ASSIGNMENT | Restate verbatim the span of lines below between the line with "address an element." and the line with "pub fn print(&self)", including those two lines, and only that span.

SUPPLIED MATERIAL |
==========
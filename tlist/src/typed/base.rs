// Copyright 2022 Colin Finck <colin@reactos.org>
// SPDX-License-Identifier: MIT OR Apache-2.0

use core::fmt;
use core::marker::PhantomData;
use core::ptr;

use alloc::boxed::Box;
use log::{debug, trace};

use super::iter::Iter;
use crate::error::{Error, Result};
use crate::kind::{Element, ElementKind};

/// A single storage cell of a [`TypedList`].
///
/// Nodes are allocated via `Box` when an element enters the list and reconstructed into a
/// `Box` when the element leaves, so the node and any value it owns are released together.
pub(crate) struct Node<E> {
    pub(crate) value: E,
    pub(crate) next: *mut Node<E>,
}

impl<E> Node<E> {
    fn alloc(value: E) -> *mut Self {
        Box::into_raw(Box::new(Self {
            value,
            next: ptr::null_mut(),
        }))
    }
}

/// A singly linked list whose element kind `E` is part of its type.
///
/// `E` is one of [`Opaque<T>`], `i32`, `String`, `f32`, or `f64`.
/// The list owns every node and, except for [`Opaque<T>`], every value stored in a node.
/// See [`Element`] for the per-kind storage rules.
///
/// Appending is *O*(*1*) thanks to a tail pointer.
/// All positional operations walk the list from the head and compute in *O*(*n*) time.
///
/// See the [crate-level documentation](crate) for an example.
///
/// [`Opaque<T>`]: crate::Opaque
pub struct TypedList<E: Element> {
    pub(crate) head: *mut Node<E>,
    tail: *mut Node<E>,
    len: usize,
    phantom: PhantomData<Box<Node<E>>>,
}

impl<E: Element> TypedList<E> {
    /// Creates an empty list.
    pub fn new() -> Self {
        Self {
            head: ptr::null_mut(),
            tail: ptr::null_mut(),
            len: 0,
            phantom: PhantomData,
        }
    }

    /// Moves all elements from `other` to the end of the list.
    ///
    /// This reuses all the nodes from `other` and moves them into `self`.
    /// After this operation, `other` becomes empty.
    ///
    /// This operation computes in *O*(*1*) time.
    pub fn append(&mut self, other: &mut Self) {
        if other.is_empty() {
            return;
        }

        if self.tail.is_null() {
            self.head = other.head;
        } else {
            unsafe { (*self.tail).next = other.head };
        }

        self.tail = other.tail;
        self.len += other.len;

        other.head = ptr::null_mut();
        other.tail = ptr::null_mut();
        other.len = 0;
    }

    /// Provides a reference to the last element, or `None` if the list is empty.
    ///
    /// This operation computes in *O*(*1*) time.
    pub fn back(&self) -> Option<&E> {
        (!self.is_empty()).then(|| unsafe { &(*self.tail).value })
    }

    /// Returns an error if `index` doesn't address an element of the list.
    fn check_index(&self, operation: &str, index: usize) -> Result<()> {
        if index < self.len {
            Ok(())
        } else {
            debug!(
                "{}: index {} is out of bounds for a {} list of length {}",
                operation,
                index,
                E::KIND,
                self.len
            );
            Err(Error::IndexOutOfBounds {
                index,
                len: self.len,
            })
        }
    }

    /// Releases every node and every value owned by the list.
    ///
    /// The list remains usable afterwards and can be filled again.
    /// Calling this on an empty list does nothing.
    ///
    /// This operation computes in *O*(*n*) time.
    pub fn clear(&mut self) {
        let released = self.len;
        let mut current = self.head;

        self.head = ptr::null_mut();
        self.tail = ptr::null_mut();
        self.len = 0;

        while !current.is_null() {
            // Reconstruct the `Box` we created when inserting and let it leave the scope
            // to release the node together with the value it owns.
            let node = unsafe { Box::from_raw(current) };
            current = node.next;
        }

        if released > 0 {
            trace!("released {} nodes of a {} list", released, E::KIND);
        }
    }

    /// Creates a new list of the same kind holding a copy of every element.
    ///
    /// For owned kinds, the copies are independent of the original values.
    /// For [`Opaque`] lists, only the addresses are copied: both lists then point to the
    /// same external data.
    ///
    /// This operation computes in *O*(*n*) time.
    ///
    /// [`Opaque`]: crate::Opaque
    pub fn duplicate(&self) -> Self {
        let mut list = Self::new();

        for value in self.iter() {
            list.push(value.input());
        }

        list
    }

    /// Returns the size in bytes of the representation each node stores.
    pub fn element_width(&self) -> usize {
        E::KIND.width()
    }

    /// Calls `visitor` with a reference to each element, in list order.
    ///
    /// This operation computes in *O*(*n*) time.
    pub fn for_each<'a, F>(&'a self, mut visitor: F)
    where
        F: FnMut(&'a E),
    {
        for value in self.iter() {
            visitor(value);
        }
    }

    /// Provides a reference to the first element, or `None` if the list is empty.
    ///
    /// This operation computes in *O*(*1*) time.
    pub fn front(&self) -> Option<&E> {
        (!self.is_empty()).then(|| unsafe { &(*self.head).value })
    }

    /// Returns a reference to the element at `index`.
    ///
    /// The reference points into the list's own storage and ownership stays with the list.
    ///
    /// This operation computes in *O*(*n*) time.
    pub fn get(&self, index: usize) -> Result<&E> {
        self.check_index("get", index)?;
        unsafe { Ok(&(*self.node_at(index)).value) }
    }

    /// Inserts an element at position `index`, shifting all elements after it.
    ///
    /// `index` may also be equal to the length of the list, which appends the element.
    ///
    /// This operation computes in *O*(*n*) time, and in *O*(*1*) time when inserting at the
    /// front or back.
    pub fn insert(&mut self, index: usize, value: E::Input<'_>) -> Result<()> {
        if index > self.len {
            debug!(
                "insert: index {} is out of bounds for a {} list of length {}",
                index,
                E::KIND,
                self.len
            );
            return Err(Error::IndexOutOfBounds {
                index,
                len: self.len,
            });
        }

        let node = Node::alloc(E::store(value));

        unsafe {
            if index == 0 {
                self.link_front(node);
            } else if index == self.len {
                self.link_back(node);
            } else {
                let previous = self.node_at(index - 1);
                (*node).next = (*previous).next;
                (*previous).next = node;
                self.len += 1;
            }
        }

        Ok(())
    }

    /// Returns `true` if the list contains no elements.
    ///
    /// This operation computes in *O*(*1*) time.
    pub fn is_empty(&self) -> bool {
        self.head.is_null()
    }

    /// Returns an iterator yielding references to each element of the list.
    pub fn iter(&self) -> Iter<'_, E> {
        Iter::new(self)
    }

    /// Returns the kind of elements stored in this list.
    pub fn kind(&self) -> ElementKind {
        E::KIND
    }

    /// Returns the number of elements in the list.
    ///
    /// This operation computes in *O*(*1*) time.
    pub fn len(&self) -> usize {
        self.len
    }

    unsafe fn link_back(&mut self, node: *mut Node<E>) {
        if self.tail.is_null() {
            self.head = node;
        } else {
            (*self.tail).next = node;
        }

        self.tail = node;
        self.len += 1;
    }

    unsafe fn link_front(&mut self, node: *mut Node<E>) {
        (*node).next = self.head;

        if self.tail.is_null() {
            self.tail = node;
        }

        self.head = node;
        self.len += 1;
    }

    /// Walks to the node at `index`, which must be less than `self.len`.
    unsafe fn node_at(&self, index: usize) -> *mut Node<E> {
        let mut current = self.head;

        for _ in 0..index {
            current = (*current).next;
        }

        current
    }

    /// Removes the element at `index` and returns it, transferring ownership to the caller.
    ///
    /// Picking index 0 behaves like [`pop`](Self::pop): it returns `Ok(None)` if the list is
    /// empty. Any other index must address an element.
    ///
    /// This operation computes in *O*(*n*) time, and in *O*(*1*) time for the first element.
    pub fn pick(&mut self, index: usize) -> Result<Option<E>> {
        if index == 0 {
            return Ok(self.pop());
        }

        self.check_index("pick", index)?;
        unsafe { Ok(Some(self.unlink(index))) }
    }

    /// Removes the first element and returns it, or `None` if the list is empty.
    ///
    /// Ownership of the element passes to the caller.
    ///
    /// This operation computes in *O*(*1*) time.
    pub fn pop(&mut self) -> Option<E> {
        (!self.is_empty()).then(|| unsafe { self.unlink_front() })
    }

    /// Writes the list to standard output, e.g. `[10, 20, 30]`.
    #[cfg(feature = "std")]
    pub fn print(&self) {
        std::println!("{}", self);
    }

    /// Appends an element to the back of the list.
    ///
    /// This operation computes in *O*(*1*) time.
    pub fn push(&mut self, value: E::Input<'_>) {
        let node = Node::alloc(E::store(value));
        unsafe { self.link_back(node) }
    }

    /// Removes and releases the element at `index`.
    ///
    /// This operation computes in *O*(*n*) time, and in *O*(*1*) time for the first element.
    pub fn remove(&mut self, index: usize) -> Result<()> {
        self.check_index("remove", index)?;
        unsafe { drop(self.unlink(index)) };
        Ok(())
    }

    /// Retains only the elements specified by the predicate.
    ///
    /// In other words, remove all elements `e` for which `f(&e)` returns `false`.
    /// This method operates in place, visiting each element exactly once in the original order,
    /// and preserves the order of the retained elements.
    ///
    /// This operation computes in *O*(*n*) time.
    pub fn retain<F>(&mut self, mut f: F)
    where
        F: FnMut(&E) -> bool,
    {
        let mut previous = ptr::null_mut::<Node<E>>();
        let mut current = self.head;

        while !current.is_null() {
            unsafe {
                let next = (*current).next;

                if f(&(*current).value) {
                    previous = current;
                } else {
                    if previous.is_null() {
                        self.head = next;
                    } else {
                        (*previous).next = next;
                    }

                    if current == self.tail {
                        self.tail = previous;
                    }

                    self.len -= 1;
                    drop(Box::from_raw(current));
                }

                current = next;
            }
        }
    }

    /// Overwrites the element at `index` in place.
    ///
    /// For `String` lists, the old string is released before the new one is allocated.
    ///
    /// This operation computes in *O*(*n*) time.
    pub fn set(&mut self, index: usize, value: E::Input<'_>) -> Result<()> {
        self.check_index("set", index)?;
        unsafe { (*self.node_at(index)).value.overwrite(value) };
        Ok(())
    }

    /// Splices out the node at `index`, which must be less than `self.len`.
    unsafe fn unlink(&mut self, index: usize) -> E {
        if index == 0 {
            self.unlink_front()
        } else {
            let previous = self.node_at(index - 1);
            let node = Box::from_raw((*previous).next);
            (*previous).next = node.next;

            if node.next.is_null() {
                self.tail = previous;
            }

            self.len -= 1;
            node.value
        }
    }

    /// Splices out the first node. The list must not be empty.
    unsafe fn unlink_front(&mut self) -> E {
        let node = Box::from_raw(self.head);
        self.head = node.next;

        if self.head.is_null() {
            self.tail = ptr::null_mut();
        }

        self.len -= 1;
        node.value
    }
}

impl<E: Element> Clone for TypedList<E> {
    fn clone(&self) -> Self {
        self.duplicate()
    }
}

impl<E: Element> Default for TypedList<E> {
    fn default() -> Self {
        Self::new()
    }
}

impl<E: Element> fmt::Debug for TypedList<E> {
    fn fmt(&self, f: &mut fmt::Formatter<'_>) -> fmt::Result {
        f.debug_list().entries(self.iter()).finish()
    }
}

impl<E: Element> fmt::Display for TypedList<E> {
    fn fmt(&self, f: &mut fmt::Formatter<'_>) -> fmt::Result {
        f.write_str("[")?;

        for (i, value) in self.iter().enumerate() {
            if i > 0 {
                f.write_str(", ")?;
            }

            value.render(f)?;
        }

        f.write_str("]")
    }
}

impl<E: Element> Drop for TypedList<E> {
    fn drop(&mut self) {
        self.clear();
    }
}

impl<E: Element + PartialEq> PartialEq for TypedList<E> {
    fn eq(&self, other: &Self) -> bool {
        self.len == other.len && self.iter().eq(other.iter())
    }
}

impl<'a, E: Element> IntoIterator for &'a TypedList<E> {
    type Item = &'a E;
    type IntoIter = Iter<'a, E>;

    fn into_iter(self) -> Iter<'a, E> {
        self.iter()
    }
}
==========
ANSWER FOR THE TASK |
    /// empty. Any other index must address an element.
    ///
    /// This operation computes in *O*(*n*) time, and in *O*(*1*) time for the first element.
    pub fn pick(&mut self, index: usize) -> Result<Option<E>> {
        if index == 0 {
            return Ok(self.pop());
        }

        self.check_index("pick", index)?;
        unsafe { Ok(Some(self.unlink(index))) }
    }

    /// Removes the first element and returns it, or `None` if the list is empty.
    ///
    /// Ownership of the element passes to the caller.
    ///
    /// This operation computes in *O*(*1*) time.
    pub fn pop(&mut self) -> Option<E> {
        (!self.is_empty()).then(|| unsafe { self.unlink_front() })
    }

    /// Writes the list to standard output, e.g. `[10, 20, 30]`.
    #[cfg(feature = "std")]
    pub fn print(&self) {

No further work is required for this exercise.